Ein tyrannischer König beherrscht das Land. Alle müssen sich vor
ihm niederwerfen, wenn er vorbeikommt. Doch ein Mann wagt es, sich den
Befehlen des Königs zu widersetzen. Er will dem Gesang des Vogels
lauschen. Der Mann wird verhaftet, ihm wird erst das Augenlicht und dann
das Gehör genommen. Aber der Mann bleibt aufrecht. Der Gedanke an den
Vogel lässt ihn die Hoffnung nicht verlieren. Dieses Bilderbuch
verbindet die fantastische Märchenwelt mit der heutigen Realität. Es
lädt große und kleine Menschen dazu ein, über so wichtige Themen wie
Autorität, Gerechtigkeit und Widerstand zu sprechen und das Phänomen von
Menschenrechtsverletzungen weltweit besser zu verstehen.
Rezension
Das Buch „Der Klang der Freiheit“ mit dem Text von Christian Merveille und den Illustrationen von Valeria Docampo ist für mich keinesfalls nur ein simples Kinderbuch. Es mag zwar einige Elemente eines Märchens beinhalten und ist wohl auch als solches zu verstehen, besticht jedoch durch eine brisante, aktuelle Thematik sowie einen sehr hohen künstlerischen Wert, sodass es Leserinnen und Leser aller Altersklassen anspricht.
Merveille erzählt die Geschichte eines Mannes, der in einem streng regierten Königreich mit drakonischen Regeln lebt. Als der König die Stadt besucht, sollen sich alle Einwohner niederwerfen. Der Protagonist, der anmutig und sanft wirkt, tut dies nicht. Stattdessen lauscht er mit erhobenem Haupt dem Gesang eines Vogels. Sein Handeln hat brutale Folgen: Er wird eingesperrt, und auch die Vögel werden gefangen. Als die Wachen jedoch bemerken, dass der Mann aus dem Gesang eines noch freien Vogels immer wieder Hoffnung schöpft und sich nicht beugt, wird ihm zunächst das Augenlicht und schließlich auch das Gehör genommen. Und dennoch: In seinem Inneren spürt der Mann, dass es Hoffnung gibt. Eines Tages stirbt schließlich der König, und das Volk ist frei. Auch der Mann, taub und blind, wird befreit und kann nun, obwohl ihm im Laufe der Jahre so viel genommen wurde, durch den Flügelschlag der freigelassenen Vögel Erlösung und Freiheit spüren.
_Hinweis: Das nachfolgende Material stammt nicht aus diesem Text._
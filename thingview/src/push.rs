//! The websocket a gateway pushes a thing's property changes over.

use futures::StreamExt as _;
use indexmap::IndexMap;
use serde::Deserialize;
use serde_json::Value;
use thingview_common::ThingId;
use tokio::{net::TcpStream, sync::mpsc::UnboundedSender};
use tokio_tungstenite::{
    MaybeTlsStream, WebSocketStream,
    tungstenite::{
        Message,
        client::IntoClientRequest as _,
        http::{HeaderValue, header::AUTHORIZATION},
    },
};

use crate::{Error, GatewayConfig, Result};

#[derive(Debug, Clone, PartialEq)]
pub enum PushMessage {
    PropertyStatus(IndexMap<String, Value>),
    /// `connected`, `actionStatus`, `event` and anything newer.
    Other(String),
}

#[derive(Deserialize)]
#[serde(rename_all = "camelCase")]
struct RawMessage {
    message_type: String,
    #[serde(default)]
    data: Value,
}

impl PushMessage {
    pub fn parse(text: &str) -> Result<Self> {
        let raw = serde_json::from_str::<RawMessage>(text)?;

        Ok(match raw.message_type.as_str() {
            "propertyStatus" => Self::PropertyStatus(serde_json::from_value(raw.data)?),
            _ => Self::Other(raw.message_type),
        })
    }
}

/// A property value pushed by the gateway.
#[derive(Debug, Clone, PartialEq)]
pub struct PushEvent {
    pub thing: ThingId,
    pub property: String,
    pub value: Value,
}

pub struct PushChannel {
    thing: ThingId,
    conn: WebSocketStream<MaybeTlsStream<TcpStream>>,
}

impl PushChannel {
    pub async fn connect(config: &GatewayConfig, thing: ThingId, thing_href: &str) -> Result<Self> {
        let url = config.push_url(thing_href)?;

        let mut request = url.as_str().into_client_request()?;
        if let Some(token) = &config.token {
            let value = HeaderValue::from_str(&format!("Bearer {token}"))
                .map_err(|e| Error::Protocol(format!("credential is not a valid header: {e}")))?;
            request.headers_mut().insert(AUTHORIZATION, value);
        }

        let (conn, res) = tokio_tungstenite::connect_async(request).await?;

        tracing::debug!("WebSocket response: {res:?}");
        tracing::info!(%thing, "push channel open");

        Ok(Self { thing, conn })
    }

    pub fn thing(&self) -> &ThingId {
        &self.thing
    }

    /// Waits for the next batch of property changes. `None` once the gateway
    /// closes the connection.
    pub async fn recv(&mut self) -> Option<Result<Vec<PushEvent>>> {
        loop {
            let msg = match self.conn.next().await? {
                Ok(msg) => msg,
                Err(e) => return Some(Err(Error::WebSocket(e))),
            };

            let txt = match msg {
                Message::Text(txt) => txt,
                Message::Close(_) => return None,
                Message::Ping(_) | Message::Pong(_) | Message::Frame(_) => continue,
                Message::Binary(_) => {
                    tracing::warn!(thing = %self.thing, "expected text message, got binary");
                    continue;
                }
            };

            match PushMessage::parse(&txt) {
                Ok(PushMessage::PropertyStatus(values)) => {
                    return Some(Ok(events(&self.thing, values)));
                }
                Ok(PushMessage::Other(kind)) => {
                    tracing::debug!(thing = %self.thing, "skipping {kind} message");
                }
                Err(e) => {
                    tracing::warn!(thing = %self.thing, "bad push message: {e}");
                }
            }
        }
    }

    /// Feeds events into `tx` until either side goes away.
    pub async fn forward(mut self, tx: UnboundedSender<PushEvent>) -> Result<()> {
        while let Some(batch) = self.recv().await {
            for event in batch? {
                if tx.send(event).is_err() {
                    return Ok(());
                }
            }
        }

        tracing::info!(thing = %self.thing, "push channel closed");
        Ok(())
    }
}

fn events(thing: &ThingId, values: IndexMap<String, Value>) -> Vec<PushEvent> {
    values
        .into_iter()
        .map(|(property, value)| PushEvent { thing: thing.clone(), property, value })
        .collect()
}

#[cfg(test)]
mod tests {
    use serde_json::json;

    use super::*;

    #[test]
    fn parse_property_status() {
        let msg = PushMessage::parse(
            r#"{"id":"lamp","messageType":"propertyStatus","data":{"on":true,"level":40}}"#,
        )
        .unwrap();

        let PushMessage::PropertyStatus(values) = msg else {
            panic!("expected property status");
        };
        assert_eq!(values.keys().collect::<Vec<_>>(), ["on", "level"]);

        let thing = ThingId::from("lamp");
        assert_eq!(events(&thing, values), [
            PushEvent { thing: thing.clone(), property: "on".to_owned(), value: json!(true) },
            PushEvent { thing: thing.clone(), property: "level".to_owned(), value: json!(40) },
        ]);
    }

    #[test]
    fn other_messages() {
        assert_eq!(
            PushMessage::parse(r#"{"messageType":"connected","data":true}"#).unwrap(),
            PushMessage::Other("connected".to_owned())
        );
        assert_eq!(
            PushMessage::parse(r#"{"messageType":"event"}"#).unwrap(),
            PushMessage::Other("event".to_owned())
        );
        assert!(PushMessage::parse(r#"{"messageType":"propertyStatus","data":[1]}"#).is_err());
        assert!(PushMessage::parse("not json").is_err());
    }
}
Diese Geschichte empfand ich trotz eines Textes, der sich auf das Wesentliche beschränkt und ohne Schnörkel auskommt, gleichermaßen als hoffnungsvoll wie traurig. Vor allem die ausdrucksstarken Bilder, die sich meist über eine ganze oder sogar zwei Seiten erstrecken, transportieren starke Emotionen und erzählen oft mehr, als der Text verrät. Die Illustrationen werden in einer reduzierten Farbpalette dargeboten (Weiß, Schwarz, Grau, Beige, Rot, wenig Orange) und sprechen eine eindeutige Formensprache: von strengen, geraden Linien und spitzen Ecken bis hin zu weichen, sanften Bögen. Dabei treten immer wieder starke Kontraste auf.
Die gelungene Kombination aus Text und Bild vermittelt eindrucksvoll die Botschaft der Geschichte, die aktueller denn je ist. Themen wie autoritäre Herrschaft, die Bedeutung von Mit- und Selbstbestimmung, Menschenrechte sowie das Einstehen für die eigene Meinung werden anhand dieses Buches angestoßen. Aber auch Inhalte wie Hoffnung, Freiheit, die Kraft der Musik und die Freude an der Natur sowie der Wert der kleinen, unscheinbaren Dinge finden sich wieder und können mit Kindern ab etwa zwölf Jahren erörtert werden.
Für das Lesen mit jüngeren Kindern empfinde ich das Buch als nur bedingt geeignet, da die Folter des Mannes drastisch dargestellt wird und die Geschichte insgesamt sehr dramatisch ist. Außerdem wird der Inhalt vor allem im übertragenen Sinne von jüngeren Kindern vermutlich noch nicht vollständig erfasst. Merveille hat in Zusammenarbeit mit Docampo ein poetisches, anrührendes und künstlerisch einprägsames Buch mit nachhaltigem Inhalt geschaffen, das sich sowohl im häuslichen als auch im pädagogischen Bereich sehr gut einsetzen lässt.